DATA SHOWN –
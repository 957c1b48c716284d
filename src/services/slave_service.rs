use log::{info, warn};
use std::future::Future;
use std::sync::Arc;
use std::time::Duration;
use tokio::task::JoinHandle;

use crate::config::{Config, SerialConfig, SlaveConfig};
use crate::modbus::{SerialTransport, Transport};
use crate::slave::{RequestHandler, SensorSimulator, SlaveAddressTable};
use crate::utils::error::ModbusError;

const RECEIVE_WINDOW: Duration = Duration::from_secs(1);

/// Simulated devices sharing one serial port.
pub struct SlaveService {
    config: SlaveConfig,
    serial: SerialConfig,
    simulator: SensorSimulator,
    handler: RequestHandler,
}

impl SlaveService {
    pub fn new(config: &Config) -> Result<Self, ModbusError> {
        config.validate()?;
        let slave = config.slave.clone();
        let simulator = SensorSimulator::new(slave.values_per_device, slave.max_value);
        let table = Arc::new(simulator.build_table(&slave.slave_ids)?);
        let handler = RequestHandler::new(table).with_exception_responses(slave.exception_responses);

        info!("🤖 Simulating devices {:?}", handler.table().ids());
        Ok(Self {
            serial: SerialConfig {
                port: slave.port.clone(),
                ..config.serial.clone()
            },
            config: slave,
            simulator,
            handler,
        })
    }

    pub fn table(&self) -> &Arc<SlaveAddressTable> {
        self.handler.table()
    }

    pub fn handler(&self) -> &RequestHandler {
        &self.handler
    }

    /// Start the periodic bank refresh. Abort the handle to stop it.
    pub fn spawn_refresh(&self) -> JoinHandle<()> {
        self.simulator
            .clone()
            .spawn_refresh(self.table().clone(), self.config.refresh_interval())
    }

    /// Open the slave-side port and serve until Ctrl+C.
    pub async fn run(&self) -> Result<u64, ModbusError> {
        let transport = Arc::new(SerialTransport::open(&self.serial)?);
        info!("Modbus started : {}", self.serial.port);
        let served = self
            .serve(transport, async {
                let _ = tokio::signal::ctrl_c().await;
            })
            .await?;
        Ok(served)
    }

    /// Refresh banks on their timer and answer inbound frames until
    /// `shutdown` resolves. Returns the number of replies sent.
    pub async fn serve<F>(&self, transport: Arc<dyn Transport>, shutdown: F) -> Result<u64, ModbusError>
    where
        F: Future<Output = ()>,
    {
        let refresher = self.spawn_refresh();
        tokio::pin!(shutdown);
        let mut replies = 0u64;

        loop {
            let frame = tokio::select! {
                _ = &mut shutdown => break,
                received = transport.receive(RECEIVE_WINDOW) => received,
            };

            match frame {
                Ok(request) => {
                    info!("Request Received: {}", hex::encode(&request));
                    if let Some(response) = self.handler.handle(&request) {
                        match transport.send(&response).await {
                            Ok(()) => {
                                replies += 1;
                                info!("Response Sent (HEX): {}", hex::encode(&response));
                            }
                            Err(e) => warn!("⚠️  Failed to send response: {}", e),
                        }
                    }
                }
                Err(ModbusError::Timeout) => {}
                Err(e) => {
                    warn!("⚠️  Receive error: {}", e);
                    tokio::time::sleep(Duration::from_millis(100)).await;
                }
            }
        }

        refresher.abort();
        info!("🛑 Slave service stopped after {} replies", replies);
        Ok(replies)
    }
}

#[cfg(test)]
mod tests {
    use super::*;
    use crate::modbus::protocol::{decode_read_response, encode_read_request};
    use crate::modbus::registers::registers_to_floats;
    use async_trait::async_trait;
    use std::collections::VecDeque;
    use std::sync::Mutex;

    /// Feeds queued frames to the service and keeps what it sends back.
    struct WireStub {
        inbound: Mutex<VecDeque<Vec<u8>>>,
        outbound: Mutex<Vec<Vec<u8>>>,
    }

    #[async_trait]
    impl Transport for WireStub {
        async fn send(&self, frame: &[u8]) -> Result<(), ModbusError> {
            self.outbound.lock().unwrap().push(frame.to_vec());
            Ok(())
        }

        async fn receive(&self, timeout: Duration) -> Result<Vec<u8>, ModbusError> {
            let next = self.inbound.lock().unwrap().pop_front();
            match next {
                Some(frame) => Ok(frame),
                None => {
                    tokio::time::sleep(timeout).await;
                    Err(ModbusError::Timeout)
                }
            }
        }
    }

    #[tokio::test]
    async fn test_serve_answers_known_devices_only() {
        let mut config = Config::default();
        config.slave.slave_ids = vec![1, 2];
        let service = SlaveService::new(&config).unwrap();

        let wire = Arc::new(WireStub {
            inbound: Mutex::new(VecDeque::from([
                encode_read_request(1, 0, 2),
                encode_read_request(7, 0, 2),
                vec![0x00, 0x01],
                encode_read_request(2, 0, 2),
            ])),
            outbound: Mutex::new(Vec::new()),
        });

        let replies = service
            .serve(wire.clone(), tokio::time::sleep(Duration::from_millis(50)))
            .await
            .unwrap();
        assert_eq!(replies, 2);

        let sent = wire.outbound.lock().unwrap();
        let first = decode_read_response(&sent[0], 1, 2).unwrap();
        let value = registers_to_floats(&first.registers).unwrap()[0];
        assert!((0.0..100.0).contains(&value));
        assert_eq!(sent[1][0], 2);
    }
}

WORK INSTRUCTIONS –
Of the lines above, copy each that contains "Duration".

TASK ANSWER –
use std::time::Duration;
const RECEIVE_WINDOW: Duration = Duration::from_secs(1);
                    tokio::time::sleep(Duration::from_millis(100)).await;
        async fn receive(&self, timeout: Duration) -> Result<Vec<u8>, ModbusError> {
            .serve(wire.clone(), tokio::time::sleep(Duration::from_millis(50)))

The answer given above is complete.